Artist Philip Moore is 80 today
Guyana Chronicle
October 12, 2001


THE local art community and other well-wishers are to converge this evening at the National Art Gallery, Castellani House to pay their respects to internationally acclaimed Guyanese artist, Mr. Philip Moore, who turns 80 today.

A selection of Moore’s works, which form part of the National Collection, are also to go on exhibition at Castellani House beginning tomorrow and ending Saturday, November 24.

According to a release compiled by Curator of Castellani House, Ms Elfrieda Bissember, the exhibition will span the artist’s working career of over 50 years, and will include some of his earlier works such as ‘Spirit Guide’ which was done in 1947, and the Collection’s most recent acquisition, ‘Run, Rohan, Run’ which was done sometime this year.

Says Bissember, who is an acclaimed artist herself: “Moore’s work continues to be relevant and timely, inspired as it has always been by the minutiae and the larger symbolism of everyday life and of the natural man-made world.”

“His inventive paintings and sculptures, over 130 of which form a significant part of the National Collection,” she says, “are full of visual and verbal wit, and often progressive ideas such as honouring the role of women and respect for all cultures.”

Moreover, she says, Moore’s engagement with the physical world has been matched by his belief in the power of the mind and spirit of Man, and in the existence of Man as “an ancient soul in a modern body, linked to the past and future.”
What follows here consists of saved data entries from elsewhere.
impl<'a> HeaderReader<'a> {
    pub fn new(header: &'a str) -> Self {
        Self {
            header,
            process_comments: false,
            index: 0,
            event: None,
            value: String::new(),
        }
    }
    /// Like [`new`](Self::new), but parenthesized comments are accepted
    /// instead of rejected.
    pub fn with_comments(header: &'a str) -> Self {
        Self {
            process_comments: true,
            ..Self::new(header)
        }
    }
    fn error(&self, reason: &str) -> ParseError {
        ParseError::new(self.index, reason)
    }
    fn byte_at(&self, index: usize) -> char {
        self.header.as_bytes()[index] as char
    }
    fn skip_white_space(&mut self) -> bool {
        while self.index < self.header.len() {
            if !grammar::is_white_space(self.byte_at(self.index)) {
                return true;
            }
            self.index += 1;
        }
        false
    }
    fn next_character(&mut self, skip_white_space: bool) -> Result<char> {
        if skip_white_space {
            self.skip_white_space();
        }
        self.header[self.index..]
            .chars()
            .next()
            .ok_or_else(|| self.error("end of header"))
    }
    fn process(&mut self, c: char, preserve_backslash: bool) -> Result<Event> {
        match grammar::char_type(c) {
            None => {
                self.index += c.len_utf8();
                self.value = c.to_string();
                Ok(Event::Control)
            }
            Some(CharType::Token) => {
                let start = self.index;
                self.index += 1;
                while self.index < self.header.len() && grammar::is_token(self.byte_at(self.index))
                {
                    self.index += 1;
                }
                self.value = self.header[start..self.index].to_string();
                Ok(Event::Token)
            }
            Some(CharType::QuotedString) => {
                self.process_quoted_string(preserve_backslash)?;
                Ok(Event::QuotedString)
            }
            Some(CharType::Comment) => {
                if !self.process_comments {
                    return Err(self.error("comments are not allowed"));
                }
                self.process_comment()?;
                Ok(Event::Comment)
            }
            Some(CharType::Separator) => {
                self.index += 1;
                self.value = c.to_string();
                Ok(Event::Separator)
            }
            Some(CharType::Control) => {
                self.index += 1;
                self.value = c.to_string();
                Ok(Event::Control)
            }
            Some(CharType::WhiteSpace) => Err(self.error("white space is not allowed")),
        }
    }
    fn process_comment(&mut self) -> Result<()> {
        let bytes = self.header.as_bytes();
        let mut filter = false;
        let mut nesting = 1;
        self.index += 1;
        let start = self.index;
        while nesting > 0 && self.index < bytes.len() {
            match bytes[self.index] {
                b'\\' => {
                    self.index += 1;
                    filter = true;
                }
                b'\r' => filter = true,
                b'(' => nesting += 1,
                b')' => nesting -= 1,
                _ => (),
            }
            self.index += 1;
        }
        if nesting != 0 {
            self.index = self.index.min(bytes.len());
            return Err(self.error("unbalanced comments"));
        }
        let comment = &self.header[start..self.index - 1];
        self.value = if filter {
            grammar::filter_token(comment, false)
        } else {
            comment.to_string()
        };
        Ok(())
    }
    fn process_quoted_string(&mut self, preserve_backslash: bool) -> Result<()> {
        let bytes = self.header.as_bytes();
        let mut filter = false;
        self.index += 1;
        let start = self.index;
        while self.index < bytes.len() {
            match bytes[self.index] {
                b'\\' if !preserve_backslash => {
                    self.index += 1;
                    filter = true;
                }
                b'\r' => filter = true,
                b'"' => {
                    let quoted = &self.header[start..self.index];
                    self.value = if filter {
                        grammar::filter_token(quoted, preserve_backslash)
                    } else {
                        quoted.to_string()
                    };
                    self.index += 1;
                    return Ok(());
                }
                _ => (),
            }
            self.index += 1;
        }
        self.index = self.index.min(bytes.len());
        Err(self.error("unbalanced quoted string"))
    }
}
//! Quality values (`q`, `qs`) in parts per thousand and the orderings
//! built on them.
use std::cmp::Ordering;

/// Quality of a value that carries no `q` parameter.
pub const DEFAULT_QUALITY: u16 = 1000;
pub const MINIMUM_QUALITY: u16 = 0;

/// A header value weighted by a quality factor.
pub trait Qualified {
    fn quality(&self) -> u16;
}

/// Higher quality first.
pub fn compare_quality<T: Qualified>(a: &T, b: &T) -> Ordering {
    b.quality().cmp(&a.quality())
}

/// Stable sort, highest quality first, ties broken by `tie`.
pub fn sort_qualified<T, F>(list: &mut [T], tie: F)
where
    T: Qualified,
    F: Fn(&T, &T) -> Ordering,
{
    list.sort_by(|a, b| compare_quality(a, b).then_with(|| tie(a, b)));
}

/// Render a quality for a `;q=` parameter: `0.5`, `0.125`, `0`, `1`.
pub fn format_quality(quality: u16) -> String {
    if quality >= DEFAULT_QUALITY {
        return "1".to_string();
    }
    if quality == 0 {
        return "0".to_string();
    }
    let decimals = format!("{:03}", quality);
    format!("0.{}", decimals.trim_end_matches('0'))
}

#[cfg(test)]
mod test {
    use super::*;

    struct Q(&'static str, u16);

    impl Qualified for Q {
        fn quality(&self) -> u16 {
            self.1
        }
    }

    #[test]
    fn test_sort_is_stable() {
        let mut list = vec![Q("a", 500), Q("b", 1000), Q("c", 500), Q("d", 1000)];
        sort_qualified(&mut list, |_, _| Ordering::Equal);
        let names: Vec<&str> = list.iter().map(|q| q.0).collect();
        assert_eq!(names, vec!["b", "d", "a", "c"]);
    }

    #[test]
    fn test_format_quality() {
        assert_eq!(format_quality(1000), "1");
        assert_eq!(format_quality(500), "0.5");
        assert_eq!(format_quality(125), "0.125");
        assert_eq!(format_quality(50), "0.05");
        assert_eq!(format_quality(0), "0");
    }
}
She says Moore’s winning design for the ‘1763 Monument’, cast in bronze and unveiled for Guyana’s 10th Independence Anniversary, contains many of his ideas regarding empowerment and national unity through self-respect and self-knowledge, and the honouring of heritage.

Moore was born in 1921 in Manchester, on the Corentyne, and his career is said to have begun in the period in which be was a self-taught wood-carver in 1947. He has been inspired by a dream in which he was given a sculpting tool by a hand from the clouds (recorded in the National Collection painting, ‘Receiving the Gift’ 1971 - 1980). Moore later came to Georgetown and worked as a tutor in wood-carving at the Government Technical Institute (GTI) in 1955. He was Artist-in-Residence at Princeton University in 1979, and Head of the Sculpture Department of the Burrowes School of Art (BSA) from 1979 to 1983.

Described as a “pioneer visionary painter and sculptor,” Moore has exhibited on numerous occasions at home here in Guyana, the USA and other countries, and items of his work can be found in several private collections.

He is also the recipient of many prizes and awards both here and abroad, among them the Working People’s Art Class Special Prize (1950); the History and Arts Council Prize for Painting and Sculpture (1968); a design award for Sculpture from the University of Guyana (1969); and a Special Prize from the Department of Culture (1981).

In addition to an Honourable Mention from the Royal Society of British Sculptors in 1965 for the piece entitled ‘Bat and Ball Fantasy’, he also won awards from the New Jersey State Council for the Arts in 1974 and 1975.

In October 1996, the year of Moore’s 75th birthday, he was specially invited to exhibit some of his works at the Third Santo Domingo Bienale of Painting in the capital, Santo Domingo.

He also featured in an exhibition and catalogue entitled ‘Caribbean Contemporary Art: Exclusion, Fragmentation and Paradise’, which latter was produced by Barcelonans Maria Lluisa Borras and Antonio Zaya in 1998.

Moore is currently Artist-in-Residence at the Burrowes School of Art.